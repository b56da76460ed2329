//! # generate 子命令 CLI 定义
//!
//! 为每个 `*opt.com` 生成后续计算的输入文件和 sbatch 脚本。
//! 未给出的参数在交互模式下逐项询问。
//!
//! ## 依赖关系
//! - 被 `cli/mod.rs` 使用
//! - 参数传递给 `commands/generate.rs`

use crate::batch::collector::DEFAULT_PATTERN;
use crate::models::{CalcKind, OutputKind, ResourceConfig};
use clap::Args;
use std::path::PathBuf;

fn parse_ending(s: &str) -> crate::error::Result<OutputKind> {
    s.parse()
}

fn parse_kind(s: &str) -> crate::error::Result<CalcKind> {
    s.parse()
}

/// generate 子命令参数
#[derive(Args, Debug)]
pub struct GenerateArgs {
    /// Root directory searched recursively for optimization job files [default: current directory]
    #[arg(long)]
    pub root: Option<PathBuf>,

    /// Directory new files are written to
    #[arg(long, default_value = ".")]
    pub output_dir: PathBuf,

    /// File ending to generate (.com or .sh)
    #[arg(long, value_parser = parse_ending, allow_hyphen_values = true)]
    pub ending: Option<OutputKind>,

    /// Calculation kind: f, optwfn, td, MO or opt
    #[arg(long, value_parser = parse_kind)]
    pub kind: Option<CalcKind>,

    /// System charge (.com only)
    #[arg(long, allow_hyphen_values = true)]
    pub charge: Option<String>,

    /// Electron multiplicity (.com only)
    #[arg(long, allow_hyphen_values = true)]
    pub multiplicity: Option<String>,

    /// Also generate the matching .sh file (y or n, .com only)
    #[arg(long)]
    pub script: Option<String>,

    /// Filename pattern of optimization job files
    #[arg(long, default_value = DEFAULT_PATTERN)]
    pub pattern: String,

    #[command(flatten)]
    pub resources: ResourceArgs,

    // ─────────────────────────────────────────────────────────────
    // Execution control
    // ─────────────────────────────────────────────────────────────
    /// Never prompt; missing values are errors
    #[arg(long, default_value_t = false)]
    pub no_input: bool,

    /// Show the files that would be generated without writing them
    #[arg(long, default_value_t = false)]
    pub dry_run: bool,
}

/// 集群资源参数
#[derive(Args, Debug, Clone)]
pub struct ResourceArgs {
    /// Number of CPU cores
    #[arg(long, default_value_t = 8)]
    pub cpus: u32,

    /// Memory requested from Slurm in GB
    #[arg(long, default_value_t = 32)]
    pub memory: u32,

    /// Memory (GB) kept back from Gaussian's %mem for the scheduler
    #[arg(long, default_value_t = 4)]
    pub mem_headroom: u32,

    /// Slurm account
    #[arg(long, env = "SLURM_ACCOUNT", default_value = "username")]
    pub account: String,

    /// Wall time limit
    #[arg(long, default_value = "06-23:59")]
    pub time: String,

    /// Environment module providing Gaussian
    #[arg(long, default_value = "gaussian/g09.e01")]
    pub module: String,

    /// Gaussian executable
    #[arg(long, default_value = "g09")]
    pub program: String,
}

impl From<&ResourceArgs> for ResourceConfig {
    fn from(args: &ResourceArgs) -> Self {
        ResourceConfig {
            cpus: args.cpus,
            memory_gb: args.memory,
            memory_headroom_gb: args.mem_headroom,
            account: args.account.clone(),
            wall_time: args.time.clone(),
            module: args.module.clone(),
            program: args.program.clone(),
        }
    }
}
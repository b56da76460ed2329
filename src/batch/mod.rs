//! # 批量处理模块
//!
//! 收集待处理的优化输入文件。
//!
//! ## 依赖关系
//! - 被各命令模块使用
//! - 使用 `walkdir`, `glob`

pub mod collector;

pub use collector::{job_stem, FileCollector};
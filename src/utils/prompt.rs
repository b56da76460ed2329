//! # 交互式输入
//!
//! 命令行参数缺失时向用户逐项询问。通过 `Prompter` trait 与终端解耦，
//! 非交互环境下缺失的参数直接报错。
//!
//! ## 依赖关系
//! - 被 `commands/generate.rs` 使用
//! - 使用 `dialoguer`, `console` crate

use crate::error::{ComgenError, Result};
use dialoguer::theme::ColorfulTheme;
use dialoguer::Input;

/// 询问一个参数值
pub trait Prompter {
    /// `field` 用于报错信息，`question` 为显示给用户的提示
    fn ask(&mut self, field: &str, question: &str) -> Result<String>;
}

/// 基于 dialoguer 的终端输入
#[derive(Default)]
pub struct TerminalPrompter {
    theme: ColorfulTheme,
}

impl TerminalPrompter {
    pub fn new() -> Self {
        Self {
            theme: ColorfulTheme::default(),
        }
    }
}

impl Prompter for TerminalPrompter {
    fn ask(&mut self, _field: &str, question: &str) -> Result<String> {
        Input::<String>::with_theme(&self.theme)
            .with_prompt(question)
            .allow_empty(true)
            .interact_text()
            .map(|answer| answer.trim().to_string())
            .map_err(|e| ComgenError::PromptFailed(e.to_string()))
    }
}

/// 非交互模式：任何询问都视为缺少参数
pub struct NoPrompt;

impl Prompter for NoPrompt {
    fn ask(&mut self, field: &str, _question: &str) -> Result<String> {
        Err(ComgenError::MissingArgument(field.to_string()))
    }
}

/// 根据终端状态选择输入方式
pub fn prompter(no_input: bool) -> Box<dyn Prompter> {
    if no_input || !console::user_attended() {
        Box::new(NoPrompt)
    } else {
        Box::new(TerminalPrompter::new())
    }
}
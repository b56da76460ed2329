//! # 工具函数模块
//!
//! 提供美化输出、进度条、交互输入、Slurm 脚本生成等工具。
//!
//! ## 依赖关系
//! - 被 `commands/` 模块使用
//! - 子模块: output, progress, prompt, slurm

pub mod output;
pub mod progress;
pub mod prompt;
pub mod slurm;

- [Exercise details] In full and without alteration, write out the data above.

- [Exercise solution]
repository b56da76460ed2329
//! # generate 子命令 CLI 定义
//!
//! 为每个 `*opt.com` 生成后续计算的输入文件和 sbatch 脚本。
//! 未给出的参数在交互模式下逐项询问。
//!
//! ## 依赖关系
//! - 被 `cli/mod.rs` 使用
//! - 参数传递给 `commands/generate.rs`

use crate::batch::collector::DEFAULT_PATTERN;
use crate::models::{CalcKind, OutputKind, ResourceConfig};
use clap::Args;
use std::path::PathBuf;

fn parse_ending(s: &str) -> crate::error::Result<OutputKind> {
    s.parse()
}

fn parse_kind(s: &str) -> crate::error::Result<CalcKind> {
    s.parse()
}

/// generate 子命令参数
#[derive(Args, Debug)]
pub struct GenerateArgs {
    /// Root directory searched recursively for optimization job files [default: current directory]
    #[arg(long)]
    pub root: Option<PathBuf>,

    /// Directory new files are written to
    #[arg(long, default_value = ".")]
    pub output_dir: PathBuf,

    /// File ending to generate (.com or .sh)
    #[arg(long, value_parser = parse_ending, allow_hyphen_values = true)]
    pub ending: Option<OutputKind>,

    /// Calculation kind: f, optwfn, td, MO or opt
    #[arg(long, value_parser = parse_kind)]
    pub kind: Option<CalcKind>,

    /// System charge (.com only)
    #[arg(long, allow_hyphen_values = true)]
    pub charge: Option<String>,

    /// Electron multiplicity (.com only)
    #[arg(long, allow_hyphen_values = true)]
    pub multiplicity: Option<String>,

    /// Also generate the matching .sh file (y or n, .com only)
    #[arg(long)]
    pub script: Option<String>,

    /// Filename pattern of optimization job files
    #[arg(long, default_value = DEFAULT_PATTERN)]
    pub pattern: String,

    #[command(flatten)]
    pub resources: ResourceArgs,

    // ─────────────────────────────────────────────────────────────
    // Execution control
    // ─────────────────────────────────────────────────────────────
    /// Never prompt; missing values are errors
    #[arg(long, default_value_t = false)]
    pub no_input: bool,

    /// Show the files that would be generated without writing them
    #[arg(long, default_value_t = false)]
    pub dry_run: bool,
}

/// 集群资源参数
#[derive(Args, Debug, Clone)]
pub struct ResourceArgs {
    /// Number of CPU cores
    #[arg(long, default_value_t = 8)]
    pub cpus: u32,

    /// Memory requested from Slurm in GB
    #[arg(long, default_value_t = 32)]
    pub memory: u32,

    /// Memory (GB) kept back from Gaussian's %mem for the scheduler
    #[arg(long, default_value_t = 4)]
    pub mem_headroom: u32,

    /// Slurm account
    #[arg(long, env = "SLURM_ACCOUNT", default_value = "username")]
    pub account: String,

    /// Wall time limit
    #[arg(long, default_value = "06-23:59")]
    pub time: String,

    /// Environment module providing Gaussian
    #[arg(long, default_value = "gaussian/g09.e01")]
    pub module: String,

    /// Gaussian executable
    #[arg(long, default_value = "g09")]
    pub program: String,
}

impl From<&ResourceArgs> for ResourceConfig {
    fn from(args: &ResourceArgs) -> Self {
        ResourceConfig {
            cpus: args.cpus,
            memory_gb: args.memory,
            memory_headroom_gb: args.mem_headroom,
            account: args.account.clone(),
            wall_time: args.time.clone(),
            module: args.module.clone(),
            program: args.program.clone(),
        }
    }
}
repository b56da76460ed2329
filename src/batch/mod.rs
//! # 批量处理模块
//!
//! 收集待处理的优化输入文件。
//!
//! ## 依赖关系
//! - 被各命令模块使用
//! - 使用 `walkdir`, `glob`

pub mod collector;

pub use collector::{job_stem, FileCollector};
filename src/utils/prompt.rs
repository b56da76460ed2329
//! # 交互式输入
//!
//! 命令行参数缺失时向用户逐项询问。通过 `Prompter` trait 与终端解耦，
//! 非交互环境下缺失的参数直接报错。
//!
//! ## 依赖关系
//! - 被 `commands/generate.rs` 使用
//! - 使用 `dialoguer`, `console` crate

use crate::error::{ComgenError, Result};
use dialoguer::theme::ColorfulTheme;
use dialoguer::Input;

/// 询问一个参数值
pub trait Prompter {
    /// `field` 用于报错信息，`question` 为显示给用户的提示
    fn ask(&mut self, field: &str, question: &str) -> Result<String>;
}

/// 基于 dialoguer 的终端输入
#[derive(Default)]
pub struct TerminalPrompter {
    theme: ColorfulTheme,
}

impl TerminalPrompter {
    pub fn new() -> Self {
        Self {
            theme: ColorfulTheme::default(),
        }
    }
}

impl Prompter for TerminalPrompter {
    fn ask(&mut self, _field: &str, question: &str) -> Result<String> {
        Input::<String>::with_theme(&self.theme)
            .with_prompt(question)
            .allow_empty(true)
            .interact_text()
            .map(|answer| answer.trim().to_string())
            .map_err(|e| ComgenError::PromptFailed(e.to_string()))
    }
}

/// 非交互模式：任何询问都视为缺少参数
pub struct NoPrompt;

impl Prompter for NoPrompt {
    fn ask(&mut self, field: &str, _question: &str) -> Result<String> {
        Err(ComgenError::MissingArgument(field.to_string()))
    }
}

/// 根据终端状态选择输入方式
pub fn prompter(no_input: bool) -> Box<dyn Prompter> {
    if no_input || !console::user_attended() {
        Box::new(NoPrompt)
    } else {
        Box::new(TerminalPrompter::new())
    }
}
repository b56da76460ed2329
//! # 工具函数模块
//!
//! 提供美化输出、进度条、交互输入、Slurm 脚本生成等工具。
//!
//! ## 依赖关系
//! - 被 `commands/` 模块使用
//! - 子模块: output, progress, prompt, slurm

pub mod output;
pub mod progress;
pub mod prompt;
pub mod slurm;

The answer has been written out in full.